** Opening Records provided block **
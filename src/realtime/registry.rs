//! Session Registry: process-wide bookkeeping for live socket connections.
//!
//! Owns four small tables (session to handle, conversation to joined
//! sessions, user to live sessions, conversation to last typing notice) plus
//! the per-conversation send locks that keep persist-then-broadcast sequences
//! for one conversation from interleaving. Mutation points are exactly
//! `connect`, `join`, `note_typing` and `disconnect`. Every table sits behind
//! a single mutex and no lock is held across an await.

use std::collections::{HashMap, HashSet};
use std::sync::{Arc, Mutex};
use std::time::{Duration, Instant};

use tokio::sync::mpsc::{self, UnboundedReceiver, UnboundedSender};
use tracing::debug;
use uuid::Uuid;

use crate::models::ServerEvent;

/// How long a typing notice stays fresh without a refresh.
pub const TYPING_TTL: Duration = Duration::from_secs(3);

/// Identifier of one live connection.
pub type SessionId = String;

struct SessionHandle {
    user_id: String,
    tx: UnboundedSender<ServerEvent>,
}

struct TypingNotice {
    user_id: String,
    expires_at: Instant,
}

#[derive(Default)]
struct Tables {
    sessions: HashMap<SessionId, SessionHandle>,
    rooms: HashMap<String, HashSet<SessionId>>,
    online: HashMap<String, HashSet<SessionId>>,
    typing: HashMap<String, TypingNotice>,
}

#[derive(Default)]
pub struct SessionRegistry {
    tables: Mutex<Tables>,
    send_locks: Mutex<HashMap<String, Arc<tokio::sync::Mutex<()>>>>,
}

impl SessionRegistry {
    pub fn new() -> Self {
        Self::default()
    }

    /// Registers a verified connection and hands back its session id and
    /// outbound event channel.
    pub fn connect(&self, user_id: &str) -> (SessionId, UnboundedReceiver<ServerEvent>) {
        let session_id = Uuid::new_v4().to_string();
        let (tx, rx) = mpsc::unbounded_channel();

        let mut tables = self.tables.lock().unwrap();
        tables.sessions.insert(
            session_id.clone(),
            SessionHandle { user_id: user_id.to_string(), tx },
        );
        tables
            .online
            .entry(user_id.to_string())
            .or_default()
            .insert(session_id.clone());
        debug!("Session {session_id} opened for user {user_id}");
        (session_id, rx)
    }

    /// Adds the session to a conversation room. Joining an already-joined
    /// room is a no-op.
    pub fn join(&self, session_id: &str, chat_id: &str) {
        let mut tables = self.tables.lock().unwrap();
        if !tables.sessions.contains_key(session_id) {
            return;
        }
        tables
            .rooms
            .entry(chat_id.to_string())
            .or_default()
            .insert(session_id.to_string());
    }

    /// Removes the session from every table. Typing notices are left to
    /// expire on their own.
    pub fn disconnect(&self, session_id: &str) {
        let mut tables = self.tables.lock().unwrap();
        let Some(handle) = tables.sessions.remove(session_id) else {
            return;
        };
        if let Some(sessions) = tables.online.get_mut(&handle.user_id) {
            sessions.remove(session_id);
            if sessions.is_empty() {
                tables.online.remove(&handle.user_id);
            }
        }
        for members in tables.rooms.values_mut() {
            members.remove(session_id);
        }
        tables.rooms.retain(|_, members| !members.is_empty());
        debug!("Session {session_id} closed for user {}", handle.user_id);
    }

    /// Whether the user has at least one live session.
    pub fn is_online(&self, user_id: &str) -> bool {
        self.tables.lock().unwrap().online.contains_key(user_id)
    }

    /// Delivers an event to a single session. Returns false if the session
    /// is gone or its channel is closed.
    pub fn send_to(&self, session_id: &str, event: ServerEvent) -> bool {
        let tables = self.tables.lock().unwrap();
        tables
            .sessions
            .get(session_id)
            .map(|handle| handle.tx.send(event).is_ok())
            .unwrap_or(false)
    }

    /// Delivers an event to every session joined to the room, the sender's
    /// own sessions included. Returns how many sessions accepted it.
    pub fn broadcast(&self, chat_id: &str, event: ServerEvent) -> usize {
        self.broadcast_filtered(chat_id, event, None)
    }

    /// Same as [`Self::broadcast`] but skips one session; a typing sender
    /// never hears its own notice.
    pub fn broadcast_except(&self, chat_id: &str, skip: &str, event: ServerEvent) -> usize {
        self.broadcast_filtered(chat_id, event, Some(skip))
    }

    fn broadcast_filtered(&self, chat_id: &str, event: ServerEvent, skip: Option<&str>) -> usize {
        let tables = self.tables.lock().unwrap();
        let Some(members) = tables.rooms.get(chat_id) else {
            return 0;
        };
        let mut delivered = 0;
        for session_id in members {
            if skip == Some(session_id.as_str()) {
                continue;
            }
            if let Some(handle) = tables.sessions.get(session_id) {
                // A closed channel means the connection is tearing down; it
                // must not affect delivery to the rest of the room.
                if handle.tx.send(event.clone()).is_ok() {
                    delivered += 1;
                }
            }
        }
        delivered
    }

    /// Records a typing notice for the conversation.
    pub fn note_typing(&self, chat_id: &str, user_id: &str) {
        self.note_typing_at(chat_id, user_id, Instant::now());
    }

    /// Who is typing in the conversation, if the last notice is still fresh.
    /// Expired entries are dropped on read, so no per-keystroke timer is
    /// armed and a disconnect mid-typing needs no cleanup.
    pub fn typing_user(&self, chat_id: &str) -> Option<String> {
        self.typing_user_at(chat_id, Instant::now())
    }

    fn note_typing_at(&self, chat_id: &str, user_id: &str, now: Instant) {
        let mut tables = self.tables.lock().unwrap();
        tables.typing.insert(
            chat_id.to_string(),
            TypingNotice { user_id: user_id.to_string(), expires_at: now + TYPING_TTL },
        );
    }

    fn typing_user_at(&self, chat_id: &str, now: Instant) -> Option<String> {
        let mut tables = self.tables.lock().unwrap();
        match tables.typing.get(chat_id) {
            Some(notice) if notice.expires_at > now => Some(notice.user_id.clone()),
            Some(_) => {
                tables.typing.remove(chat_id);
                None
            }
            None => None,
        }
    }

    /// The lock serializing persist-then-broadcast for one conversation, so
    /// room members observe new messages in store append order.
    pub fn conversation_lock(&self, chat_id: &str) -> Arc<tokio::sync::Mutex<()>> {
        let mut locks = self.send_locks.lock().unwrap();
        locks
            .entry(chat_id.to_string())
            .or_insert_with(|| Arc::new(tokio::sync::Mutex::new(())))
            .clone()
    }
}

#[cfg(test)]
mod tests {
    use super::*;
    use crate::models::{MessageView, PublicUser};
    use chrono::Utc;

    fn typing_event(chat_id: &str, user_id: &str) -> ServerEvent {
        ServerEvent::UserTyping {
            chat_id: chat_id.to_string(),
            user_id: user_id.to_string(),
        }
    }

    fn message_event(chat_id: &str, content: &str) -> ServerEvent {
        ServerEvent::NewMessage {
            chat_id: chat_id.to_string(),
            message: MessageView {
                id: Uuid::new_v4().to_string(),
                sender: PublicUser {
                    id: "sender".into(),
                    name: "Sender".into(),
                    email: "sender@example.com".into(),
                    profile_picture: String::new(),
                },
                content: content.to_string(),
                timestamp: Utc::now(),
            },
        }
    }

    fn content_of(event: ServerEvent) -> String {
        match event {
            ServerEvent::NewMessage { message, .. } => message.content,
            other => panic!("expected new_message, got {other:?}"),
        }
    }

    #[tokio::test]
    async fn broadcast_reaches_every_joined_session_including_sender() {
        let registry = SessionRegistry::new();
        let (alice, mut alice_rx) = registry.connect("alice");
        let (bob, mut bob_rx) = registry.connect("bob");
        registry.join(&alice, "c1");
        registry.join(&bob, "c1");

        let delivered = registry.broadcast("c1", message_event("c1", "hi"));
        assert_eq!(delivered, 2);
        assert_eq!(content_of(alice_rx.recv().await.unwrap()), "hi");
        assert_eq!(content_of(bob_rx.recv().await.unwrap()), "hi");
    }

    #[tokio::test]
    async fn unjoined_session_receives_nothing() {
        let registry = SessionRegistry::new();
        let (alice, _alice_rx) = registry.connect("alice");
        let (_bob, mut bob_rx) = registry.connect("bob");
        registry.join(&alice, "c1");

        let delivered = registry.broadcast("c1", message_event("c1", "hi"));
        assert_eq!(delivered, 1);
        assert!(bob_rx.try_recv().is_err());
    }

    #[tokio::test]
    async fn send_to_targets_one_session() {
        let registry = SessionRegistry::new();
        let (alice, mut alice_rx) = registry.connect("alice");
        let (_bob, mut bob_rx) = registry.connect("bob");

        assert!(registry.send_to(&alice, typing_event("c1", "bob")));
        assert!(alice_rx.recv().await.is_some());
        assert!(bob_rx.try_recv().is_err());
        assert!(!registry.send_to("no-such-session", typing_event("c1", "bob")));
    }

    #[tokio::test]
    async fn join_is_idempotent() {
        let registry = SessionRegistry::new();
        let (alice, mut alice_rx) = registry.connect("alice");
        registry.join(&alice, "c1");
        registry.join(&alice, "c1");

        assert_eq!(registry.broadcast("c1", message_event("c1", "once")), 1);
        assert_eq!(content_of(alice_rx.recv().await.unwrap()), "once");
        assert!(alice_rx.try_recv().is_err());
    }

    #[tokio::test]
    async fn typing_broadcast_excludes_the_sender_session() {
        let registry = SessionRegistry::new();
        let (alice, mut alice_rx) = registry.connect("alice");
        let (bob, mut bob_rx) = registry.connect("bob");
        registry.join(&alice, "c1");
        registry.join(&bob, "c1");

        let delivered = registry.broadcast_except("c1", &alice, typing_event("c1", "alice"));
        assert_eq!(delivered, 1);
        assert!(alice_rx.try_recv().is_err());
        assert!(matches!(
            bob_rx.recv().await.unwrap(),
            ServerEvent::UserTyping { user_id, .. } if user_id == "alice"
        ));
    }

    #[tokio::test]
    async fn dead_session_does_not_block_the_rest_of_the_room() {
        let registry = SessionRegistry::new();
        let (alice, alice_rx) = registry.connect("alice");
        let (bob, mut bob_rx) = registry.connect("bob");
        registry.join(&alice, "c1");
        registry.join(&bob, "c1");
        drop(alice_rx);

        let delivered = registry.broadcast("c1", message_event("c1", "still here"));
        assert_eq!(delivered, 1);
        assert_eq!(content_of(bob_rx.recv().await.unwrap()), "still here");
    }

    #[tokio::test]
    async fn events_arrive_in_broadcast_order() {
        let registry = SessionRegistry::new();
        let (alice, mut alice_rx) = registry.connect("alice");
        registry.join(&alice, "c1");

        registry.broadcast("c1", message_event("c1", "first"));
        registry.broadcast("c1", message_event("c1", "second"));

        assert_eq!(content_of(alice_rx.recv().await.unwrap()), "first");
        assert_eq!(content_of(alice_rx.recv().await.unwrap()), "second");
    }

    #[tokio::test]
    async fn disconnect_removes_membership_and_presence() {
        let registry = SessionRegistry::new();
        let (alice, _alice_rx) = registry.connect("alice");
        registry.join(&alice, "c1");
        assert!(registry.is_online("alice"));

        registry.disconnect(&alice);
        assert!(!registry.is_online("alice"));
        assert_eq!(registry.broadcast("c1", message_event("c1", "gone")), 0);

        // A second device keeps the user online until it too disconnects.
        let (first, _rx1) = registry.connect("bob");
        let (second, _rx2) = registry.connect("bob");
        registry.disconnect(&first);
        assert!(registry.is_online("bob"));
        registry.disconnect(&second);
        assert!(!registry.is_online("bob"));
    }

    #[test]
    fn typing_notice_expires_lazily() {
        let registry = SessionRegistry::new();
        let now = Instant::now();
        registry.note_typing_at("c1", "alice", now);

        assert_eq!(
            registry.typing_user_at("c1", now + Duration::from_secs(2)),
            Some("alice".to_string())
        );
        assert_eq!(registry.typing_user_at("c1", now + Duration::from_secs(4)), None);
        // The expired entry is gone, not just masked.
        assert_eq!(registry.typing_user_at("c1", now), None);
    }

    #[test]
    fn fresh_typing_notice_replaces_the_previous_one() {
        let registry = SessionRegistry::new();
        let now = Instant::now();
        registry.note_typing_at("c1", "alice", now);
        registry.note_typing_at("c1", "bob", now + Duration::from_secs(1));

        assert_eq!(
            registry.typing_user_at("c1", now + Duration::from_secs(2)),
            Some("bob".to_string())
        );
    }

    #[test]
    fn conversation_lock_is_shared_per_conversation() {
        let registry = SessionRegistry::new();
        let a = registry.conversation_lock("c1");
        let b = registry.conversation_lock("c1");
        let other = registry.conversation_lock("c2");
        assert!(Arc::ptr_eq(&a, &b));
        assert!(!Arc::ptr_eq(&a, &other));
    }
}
** Closing Records provided block **
= Task instructions =
Reproduce the records above line by line, without any change, up to and including the line that holds "use uuid::Uuid;".

= Your response =
filename src/realtime/registry.rs
//! Session Registry: process-wide bookkeeping for live socket connections.
//!
//! Owns four small tables (session to handle, conversation to joined
//! sessions, user to live sessions, conversation to last typing notice) plus
//! the per-conversation send locks that keep persist-then-broadcast sequences
//! for one conversation from interleaving. Mutation points are exactly
//! `connect`, `join`, `note_typing` and `disconnect`. Every table sits behind
//! a single mutex and no lock is held across an await.

use std::collections::{HashMap, HashSet};
use std::sync::{Arc, Mutex};
use std::time::{Duration, Instant};

use tokio::sync::mpsc::{self, UnboundedReceiver, UnboundedSender};
use tracing::debug;
use uuid::Uuid;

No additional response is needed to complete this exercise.